FIG. 2 is a sectional view showing another embodiment of the present invention.

[Explanation of symbols]

 1 Metal cylinder 2 Outer peripheral refractory 3 Inner peripheral refractory 4 Basic property irregular refractory 5 Alumina irregular refractory

 ─────────────────────────────────────────────────── ─── Continuation of the front page (72) Inventor Michio Fukuoka 1-3-1 Niihama, Arai-cho, Takasago, Hyogo Prefecture Harima Ceramics Co., Ltd.

Claims (2)

[Claims] 1. A submerged pipe having a refractory material on the outer and inner circumferences of a metal cylinder, wherein the outer peripheral slag line is made of a refractory having an irregular basic property, and the lower portion of the outer peripheral slag line is made of alumina-based material.
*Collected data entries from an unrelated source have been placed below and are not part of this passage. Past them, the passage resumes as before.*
//! # Fountain Encoder
//!
//! Splits a message into fixed-size blocks and emits an endless stream of
//! packets, each the XOR of a random subset of blocks. The subset size is
//! drawn from the robust soliton distribution; the subset itself is uniform
//! without replacement.
//!
//! Any sufficiently large set of packets, received in any order, lets the
//! decoder rebuild the message. The stream never ends on its own; callers
//! stop pulling once the receiver is done.

use std::collections::BTreeSet;

use bytes::{Bytes, BytesMut};
use rand::rngs::StdRng;
use rand::{RngExt as _, SeedableRng};

use crate::config::EncoderConfig;
use crate::degree::DegreeSampler;
use crate::digest::{DigestAlgorithm, Multihash};
use crate::error::{ConfigError, PacketError};
use crate::stats::EncoderStats;
use crate::wire::{self, Packet};

/// Rateless packet source for one message.
pub struct Encoder {
    data: Bytes,
    block_size: usize,
    block_count: usize,
    /// Source blocks, materialized on first use.
    blocks: Vec<Option<Bytes>>,
    sampler: DegreeSampler,
    rng: StdRng,
    max_blocks_per_packet: usize,
    algorithm: DigestAlgorithm,
    message_digest: Option<Multihash>,
    stats: EncoderStats,
}

impl Encoder {
    /// Create an encoder for `data`.
    pub fn new(data: impl Into<Bytes>, config: &EncoderConfig) -> Result<Self, ConfigError> {
        config.validate()?;
        let data = data.into();
        if data.is_empty() {
            return Err(ConfigError::EmptyPayload);
        }
        if u32::try_from(data.len()).is_err() {
            return Err(ConfigError::TooLarge("total size"));
        }

        let block_count = wire::block_count(data.len(), config.block_size);
        let seed = config.seed.unwrap_or_else(|| rand::rng().random());
        let mut seeder = StdRng::seed_from_u64(seed);
        let sampler =
            DegreeSampler::with_seed(block_count, config.failure_probability, seeder.random())?;

        tracing::debug!(
            total_size = data.len(),
            block_size = config.block_size,
            block_count,
            max_blocks = config.max_blocks_per_packet,
            "encoder created"
        );

        Ok(Encoder {
            data,
            block_size: config.block_size,
            block_count,
            blocks: vec![None; block_count],
            sampler,
            rng: seeder,
            max_blocks_per_packet: config.max_blocks_per_packet,
            algorithm: config.digest,
            message_digest: None,
            stats: EncoderStats::new(),
        })
    }

    pub fn total_size(&self) -> usize {
        self.data.len()
    }

    pub fn block_size(&self) -> usize {
        self.block_size
    }

    pub fn block_count(&self) -> usize {
        self.block_count
    }

    pub fn stats(&self) -> &EncoderStats {
        &self.stats
    }

    /// Largest frame this encoder can emit.
    pub fn max_packet_size(&self) -> usize {
        wire::max_packet_size(self.data.len(), self.block_size, self.max_blocks_per_packet)
    }

    /// Digest of the whole message; computed once.
    pub fn message_digest(&mut self) -> Multihash {
        *self
            .message_digest
            .get_or_insert_with(|| self.algorithm.digest(&self.data))
    }

    /// Endless packet stream over this encoder.
    pub fn packets(&mut self) -> Packets<'_> {
        self.message_digest();
        Packets { encoder: self }
    }

    /// Produce one packet.
    pub fn next_packet(&mut self) -> Result<Packet, PacketError> {
        let degree = self
            .sampler
            .next()
            .min(self.max_blocks_per_packet)
            .min(self.block_count);
        let indices = self.sample_indices(degree);
        let blocks: Vec<Bytes> = indices.iter().map(|&i| self.block(i as usize)).collect();
        let message_digest = self.message_digest();

        let packet = Packet::create(
            self.data.len(),
            &blocks,
            indices,
            self.block_size,
            self.algorithm,
            Some(message_digest),
        )?;
        self.stats.record(degree, packet.encoded_len());
        tracing::trace!(degree, indices = ?packet.indices(), "packet encoded");
        Ok(packet)
    }

    /// `k` distinct indices in `0..block_count`, ascending (Floyd's algorithm).
    fn sample_indices(&mut self, k: usize) -> Vec<u32> {
        let n = self.block_count;
        let mut chosen = BTreeSet::new();
        for j in (n - k)..n {
            let t = self.rng.random_range(0..=j) as u32;
            if !chosen.insert(t) {
                chosen.insert(j as u32);
            }
        }
        chosen.into_iter().collect()
    }

    /// Source block `index`: a slice of the message, or a zero-padded copy for
    /// a short final block.
    fn block(&mut self, index: usize) -> Bytes {
        if let Some(block) = &self.blocks[index] {
            return block.clone();
        }
        let start = index * self.block_size;
        let end = (start + self.block_size).min(self.data.len());
        let block = if end - start == self.block_size {
            self.data.slice(start..end)
        } else {
            let mut padded = BytesMut::zeroed(self.block_size);
            padded[..end - start].copy_from_slice(&self.data[start..end]);
            padded.freeze()
        };
        self.blocks[index] = Some(block.clone());
        block
    }
}

/// Endless iterator of encoded packets. See [`Encoder::packets`].
pub struct Packets<'a> {
    encoder: &'a mut Encoder,
}

impl Iterator for Packets<'_> {
    type Item = Result<Packet, PacketError>;

    fn next(&mut self) -> Option<Self::Item> {
        Some(self.encoder.next_packet())
    }
}
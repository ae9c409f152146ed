#![no_main]

use beacon_fountain::wire::{Packet, PacketHeader};
use libfuzzer_sys::fuzz_target;

/// Packet parsing must never panic; anything it accepts must re-encode to
/// the same bytes.
fuzz_target!(|data: &[u8]| {
    let mut buf = data;
    let _ = PacketHeader::decode(&mut buf);

    if let Ok(packet) = Packet::parse(data) {
        assert_eq!(&packet.encode()[..], data);
    }
});
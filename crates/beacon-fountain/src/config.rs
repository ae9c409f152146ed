use serde::Deserialize;

use crate::digest::DigestAlgorithm;
use crate::distribution::DEFAULT_FAILURE_PROBABILITY;
use crate::error::ConfigError;

pub const CONFIG_VERSION: u32 = 1;

/// Default source block size in bytes.
pub const DEFAULT_BLOCK_SIZE: usize = 1024;

/// Default cap on the number of blocks combined into one packet.
pub const DEFAULT_MAX_BLOCKS_PER_PACKET: usize = 50;

/// Default ceiling on the message size a decoder will allocate for.
pub const DEFAULT_MAX_TOTAL_SIZE: u32 = 256 * 1024 * 1024;

#[derive(Debug, Clone, Default, Deserialize)]
#[serde(default)]
pub struct FountainConfigInput {
    pub version: u32,
    pub encoder: EncoderConfigInput,
    pub decoder: DecoderConfigInput,
}

#[derive(Debug, Clone, Default, Deserialize)]
#[serde(default)]
pub struct EncoderConfigInput {
    pub block_size: Option<usize>,
    pub failure_probability: Option<f64>,
    pub max_blocks_per_packet: Option<usize>,
    pub digest: Option<String>,
    pub seed: Option<u64>,
    pub fps: Option<u32>,
}

#[derive(Debug, Clone, Default, Deserialize)]
#[serde(default)]
pub struct DecoderConfigInput {
    pub fallback_period: Option<u32>,
    pub max_total_size: Option<u32>,
}

#[derive(Debug, Clone, PartialEq)]
pub struct EncoderConfig {
    pub block_size: usize,
    /// Robust soliton `delta`.
    pub failure_probability: f64,
    pub max_blocks_per_packet: usize,
    pub digest: DigestAlgorithm,
    /// Fixed PRNG seed; `None` seeds from the thread RNG.
    pub seed: Option<u64>,
    /// Emission rate for paced senders; `None` means unpaced.
    pub fps: Option<u32>,
}

impl Default for EncoderConfig {
    fn default() -> Self {
        Self {
            block_size: DEFAULT_BLOCK_SIZE,
            failure_probability: DEFAULT_FAILURE_PROBABILITY,
            max_blocks_per_packet: DEFAULT_MAX_BLOCKS_PER_PACKET,
            digest: DigestAlgorithm::default(),
            seed: None,
            fps: None,
        }
    }
}

impl EncoderConfig {
    pub fn with_block_size(block_size: usize) -> Self {
        Self {
            block_size,
            ..Self::default()
        }
    }

    /// Parameter checks that do not depend on the payload.
    pub fn validate(&self) -> Result<(), ConfigError> {
        if self.block_size == 0 {
            return Err(ConfigError::ZeroBlockSize);
        }
        if u32::try_from(self.block_size).is_err() {
            return Err(ConfigError::TooLarge("block size"));
        }
        if self.max_blocks_per_packet == 0 {
            return Err(ConfigError::ZeroMaxBlocks);
        }
        let delta = self.failure_probability;
        if !(delta.is_finite() && delta > 0.0 && delta < 1.0) {
            return Err(ConfigError::InvalidFailureProbability(delta));
        }
        if self.fps == Some(0) {
            return Err(ConfigError::ZeroFps);
        }
        Ok(())
    }
}

#[derive(Debug, Clone, PartialEq, Eq)]
pub struct DecoderConfig {
    /// Received packets between intersection-fallback scans. `None` uses the
    /// session's block count.
    pub fallback_period: Option<u32>,
    /// Largest `total_size` a first packet may declare. Session buffers are
    /// sized from the header, which the payload digest does not cover.
    pub max_total_size: u32,
}

impl Default for DecoderConfig {
    fn default() -> Self {
        Self {
            fallback_period: None,
            max_total_size: DEFAULT_MAX_TOTAL_SIZE,
        }
    }
}

#[derive(Debug, Clone, PartialEq)]
pub struct FountainConfig {
    pub version: u32,
    pub encoder: EncoderConfig,
    pub decoder: DecoderConfig,
}

impl Default for FountainConfig {
    fn default() -> Self {
        Self {
            version: CONFIG_VERSION,
            encoder: EncoderConfig::default(),
            decoder: DecoderConfig::default(),
        }
    }
}

impl FountainConfigInput {
    pub fn resolve(self) -> Result<FountainConfig, ConfigError> {
        let version = if self.version == 0 {
            CONFIG_VERSION
        } else {
            self.version
        };
        if version != CONFIG_VERSION {
            return Err(ConfigError::UnsupportedVersion(version));
        }

        let defaults = EncoderConfig::default();
        let digest = match self.encoder.digest.as_deref().map(str::trim) {
            None | Some("") => defaults.digest,
            Some(name) => name.parse()?,
        };
        let encoder = EncoderConfig {
            block_size: self.encoder.block_size.unwrap_or(defaults.block_size),
            failure_probability: self
                .encoder
                .failure_probability
                .unwrap_or(defaults.failure_probability),
            max_blocks_per_packet: self
                .encoder
                .max_blocks_per_packet
                .unwrap_or(defaults.max_blocks_per_packet),
            digest,
            seed: self.encoder.seed,
            fps: self.encoder.fps,
        };
        encoder.validate()?;

        if self.decoder.fallback_period == Some(0) {
            return Err(ConfigError::ZeroFallbackPeriod);
        }
        if self.decoder.max_total_size == Some(0) {
            return Err(ConfigError::ZeroMaxTotalSize);
        }
        let decoder = DecoderConfig {
            fallback_period: self.decoder.fallback_period,
            max_total_size: self
                .decoder
                .max_total_size
                .unwrap_or(DEFAULT_MAX_TOTAL_SIZE),
        };

        Ok(FountainConfig {
            version,
            encoder,
            decoder,
        })
    }
}

impl FountainConfig {
    pub fn from_toml_str(input: &str) -> Result<Self, ConfigError> {
        if input.trim().is_empty() {
            return Ok(FountainConfig::default());
        }
        let parsed: FountainConfigInput =
            toml::from_str(input).map_err(|e| ConfigError::Toml(e.to_string()))?;
        parsed.resolve()
    }
}

#[cfg(test)]
mod tests {
    use super::*;

    #[test]
    fn empty_input_is_default() {
        let cfg = FountainConfig::from_toml_str("  \n").unwrap();
        assert_eq!(cfg, FountainConfig::default());
        assert_eq!(cfg.encoder.block_size, 1024);
        assert_eq!(cfg.encoder.max_blocks_per_packet, 50);
        assert_eq!(cfg.decoder.fallback_period, None);
        assert_eq!(cfg.decoder.max_total_size, DEFAULT_MAX_TOTAL_SIZE);
    }

    #[test]
    fn parse_toml_config_basic() {
        let toml = r#"
            version = 1

            [encoder]
            block_size = 400
            failure_probability = 0.05
            max_blocks_per_packet = 8
            digest = "sha-256"
            seed = 42
            fps = 30

            [decoder]
            fallback_period = 16
            max_total_size = 65536
        "#;
        let cfg = FountainConfig::from_toml_str(toml).unwrap();
        assert_eq!(cfg.encoder.block_size, 400);
        assert_eq!(cfg.encoder.failure_probability, 0.05);
        assert_eq!(cfg.encoder.max_blocks_per_packet, 8);
        assert_eq!(cfg.encoder.digest, DigestAlgorithm::Sha256);
        assert_eq!(cfg.encoder.seed, Some(42));
        assert_eq!(cfg.encoder.fps, Some(30));
        assert_eq!(cfg.decoder.fallback_period, Some(16));
        assert_eq!(cfg.decoder.max_total_size, 65536);
    }

    #[test]
    fn partial_sections_keep_defaults() {
        let cfg = FountainConfig::from_toml_str("[encoder]\nblock_size = 64\n").unwrap();
        assert_eq!(cfg.encoder.block_size, 64);
        assert_eq!(cfg.encoder.failure_probability, DEFAULT_FAILURE_PROBABILITY);
        assert_eq!(cfg.decoder, DecoderConfig::default());
    }

    #[test]
    fn rejects_invalid_values() {
        let err = |s: &str| FountainConfig::from_toml_str(s).unwrap_err();
        assert_eq!(err("version = 2"), ConfigError::UnsupportedVersion(2));
        assert_eq!(err("[encoder]\nblock_size = 0"), ConfigError::ZeroBlockSize);
        assert_eq!(
            err("[encoder]\nmax_blocks_per_packet = 0"),
            ConfigError::ZeroMaxBlocks
        );
        assert_eq!(err("[encoder]\nfps = 0"), ConfigError::ZeroFps);
        assert_eq!(
            err("[encoder]\ndigest = \"blake3\""),
            ConfigError::UnsupportedDigest("blake3".into())
        );
        assert_eq!(
            err("[encoder]\nfailure_probability = 1.0"),
            ConfigError::InvalidFailureProbability(1.0)
        );
        assert_eq!(
            err("[decoder]\nfallback_period = 0"),
            ConfigError::ZeroFallbackPeriod
        );
        assert_eq!(
            err("[decoder]\nmax_total_size = 0"),
            ConfigError::ZeroMaxTotalSize
        );
        assert!(matches!(err("[encoder\n"), ConfigError::Toml(_)));
    }
}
Immersion pipe for molten steel processing equipment that is a standard refractory. 2. A submerged pipe having a refractory material on the outer and inner circumferences of a metal cylinder, wherein the outer peripheral slag line portion and the upper portion of the slag line portion are refractory materials having an irregular basic property, and the outer peripheral slag line portion. Immersion pipe for molten steel processing equipment with lower part made of alumina amorphous refractory.